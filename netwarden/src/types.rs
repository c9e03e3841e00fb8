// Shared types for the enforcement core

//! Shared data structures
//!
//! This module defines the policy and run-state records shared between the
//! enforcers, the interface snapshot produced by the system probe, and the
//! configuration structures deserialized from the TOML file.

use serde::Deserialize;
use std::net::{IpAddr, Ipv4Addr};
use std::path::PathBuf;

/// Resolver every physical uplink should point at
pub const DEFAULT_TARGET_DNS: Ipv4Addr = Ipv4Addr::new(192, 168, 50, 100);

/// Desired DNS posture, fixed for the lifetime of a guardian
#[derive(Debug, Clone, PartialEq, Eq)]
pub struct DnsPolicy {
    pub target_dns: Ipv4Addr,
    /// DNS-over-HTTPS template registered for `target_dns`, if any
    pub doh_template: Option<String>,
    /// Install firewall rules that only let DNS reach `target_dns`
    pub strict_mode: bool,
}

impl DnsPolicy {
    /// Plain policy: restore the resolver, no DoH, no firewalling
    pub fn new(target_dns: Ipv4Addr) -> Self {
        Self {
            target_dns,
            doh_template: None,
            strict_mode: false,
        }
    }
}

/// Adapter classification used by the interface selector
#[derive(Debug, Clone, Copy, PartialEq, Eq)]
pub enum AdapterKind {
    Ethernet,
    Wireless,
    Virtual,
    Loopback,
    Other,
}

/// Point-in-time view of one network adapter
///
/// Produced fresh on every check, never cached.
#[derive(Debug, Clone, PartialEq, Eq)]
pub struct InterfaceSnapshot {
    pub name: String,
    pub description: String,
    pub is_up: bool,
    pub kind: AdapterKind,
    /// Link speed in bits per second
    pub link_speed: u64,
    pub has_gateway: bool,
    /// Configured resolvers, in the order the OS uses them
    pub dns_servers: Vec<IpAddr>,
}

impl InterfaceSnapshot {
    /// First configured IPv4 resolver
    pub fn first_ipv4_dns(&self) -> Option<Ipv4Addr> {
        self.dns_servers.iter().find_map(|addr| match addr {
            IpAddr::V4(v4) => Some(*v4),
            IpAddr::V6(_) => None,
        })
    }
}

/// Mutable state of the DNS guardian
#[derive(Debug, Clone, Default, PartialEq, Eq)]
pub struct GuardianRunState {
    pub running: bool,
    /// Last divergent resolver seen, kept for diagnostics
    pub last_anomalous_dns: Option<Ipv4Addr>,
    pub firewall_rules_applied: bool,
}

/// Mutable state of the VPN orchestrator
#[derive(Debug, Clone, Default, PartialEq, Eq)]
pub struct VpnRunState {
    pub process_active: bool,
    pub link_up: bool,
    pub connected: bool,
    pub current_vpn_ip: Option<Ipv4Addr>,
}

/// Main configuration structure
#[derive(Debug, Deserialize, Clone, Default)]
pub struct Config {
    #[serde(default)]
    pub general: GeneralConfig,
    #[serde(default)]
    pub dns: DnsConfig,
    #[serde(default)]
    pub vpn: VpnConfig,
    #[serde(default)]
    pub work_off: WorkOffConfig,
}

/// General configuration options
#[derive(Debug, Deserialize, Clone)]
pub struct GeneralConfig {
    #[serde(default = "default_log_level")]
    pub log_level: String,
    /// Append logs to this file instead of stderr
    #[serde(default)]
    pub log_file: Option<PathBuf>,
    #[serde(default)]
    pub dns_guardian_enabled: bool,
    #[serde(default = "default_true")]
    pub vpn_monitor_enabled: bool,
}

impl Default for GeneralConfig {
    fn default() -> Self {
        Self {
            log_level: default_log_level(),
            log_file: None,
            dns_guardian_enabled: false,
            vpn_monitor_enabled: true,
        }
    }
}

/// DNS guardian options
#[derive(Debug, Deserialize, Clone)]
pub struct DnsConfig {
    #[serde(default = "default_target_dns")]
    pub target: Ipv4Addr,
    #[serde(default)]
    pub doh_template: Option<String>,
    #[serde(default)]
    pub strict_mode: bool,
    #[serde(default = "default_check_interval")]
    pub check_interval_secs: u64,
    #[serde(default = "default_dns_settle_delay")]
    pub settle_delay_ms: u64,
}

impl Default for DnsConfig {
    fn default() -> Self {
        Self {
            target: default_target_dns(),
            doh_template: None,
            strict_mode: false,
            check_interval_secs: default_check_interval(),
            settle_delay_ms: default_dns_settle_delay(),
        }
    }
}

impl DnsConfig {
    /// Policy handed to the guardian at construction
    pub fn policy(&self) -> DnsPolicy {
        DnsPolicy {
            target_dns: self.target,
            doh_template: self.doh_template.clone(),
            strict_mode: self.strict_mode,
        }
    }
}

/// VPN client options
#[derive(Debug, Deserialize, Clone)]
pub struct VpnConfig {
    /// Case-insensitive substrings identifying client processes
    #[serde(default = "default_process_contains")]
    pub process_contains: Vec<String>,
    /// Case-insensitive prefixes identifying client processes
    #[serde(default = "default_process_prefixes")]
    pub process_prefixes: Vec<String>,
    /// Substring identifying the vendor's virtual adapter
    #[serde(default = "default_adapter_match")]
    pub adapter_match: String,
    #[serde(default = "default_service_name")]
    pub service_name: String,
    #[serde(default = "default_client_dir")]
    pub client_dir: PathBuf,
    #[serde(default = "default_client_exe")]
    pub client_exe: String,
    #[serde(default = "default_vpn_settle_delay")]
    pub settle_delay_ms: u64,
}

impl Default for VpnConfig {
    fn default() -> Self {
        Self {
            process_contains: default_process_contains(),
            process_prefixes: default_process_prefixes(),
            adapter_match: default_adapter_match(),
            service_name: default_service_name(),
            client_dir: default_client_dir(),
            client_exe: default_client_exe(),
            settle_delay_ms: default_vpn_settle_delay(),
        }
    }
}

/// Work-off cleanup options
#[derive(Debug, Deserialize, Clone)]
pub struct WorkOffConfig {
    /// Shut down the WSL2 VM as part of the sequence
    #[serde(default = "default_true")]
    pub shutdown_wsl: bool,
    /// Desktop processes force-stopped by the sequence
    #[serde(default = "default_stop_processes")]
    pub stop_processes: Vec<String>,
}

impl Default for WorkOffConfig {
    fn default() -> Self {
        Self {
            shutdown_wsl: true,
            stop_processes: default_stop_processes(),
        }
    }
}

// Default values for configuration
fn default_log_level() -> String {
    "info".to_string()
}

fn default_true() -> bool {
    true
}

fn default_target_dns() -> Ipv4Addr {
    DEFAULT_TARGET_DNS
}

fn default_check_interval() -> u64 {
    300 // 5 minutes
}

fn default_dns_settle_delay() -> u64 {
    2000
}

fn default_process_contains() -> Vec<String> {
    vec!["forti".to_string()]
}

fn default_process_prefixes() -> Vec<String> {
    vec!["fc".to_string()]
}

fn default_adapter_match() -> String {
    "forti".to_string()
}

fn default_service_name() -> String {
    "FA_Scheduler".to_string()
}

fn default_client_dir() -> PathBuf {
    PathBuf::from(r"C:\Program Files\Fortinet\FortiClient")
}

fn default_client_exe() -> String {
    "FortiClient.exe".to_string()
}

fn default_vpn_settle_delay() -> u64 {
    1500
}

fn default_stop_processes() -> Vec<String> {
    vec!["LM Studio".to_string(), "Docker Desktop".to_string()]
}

============

### [EXERCISE BRIEF]
The lines of the data, from the first through the one containing "should point at", are to be transcribed exactly.

### [ANSWER BOX]
filename netwarden/src/types.rs
repository c9e03e3841e00fb8
// Shared types for the enforcement core

//! Shared data structures
//!
//! This module defines the policy and run-state records shared between the
//! enforcers, the interface snapshot produced by the system probe, and the
//! configuration structures deserialized from the TOML file.

use serde::Deserialize;
use std::net::{IpAddr, Ipv4Addr};
use std::path::PathBuf;

/// Resolver every physical uplink should point at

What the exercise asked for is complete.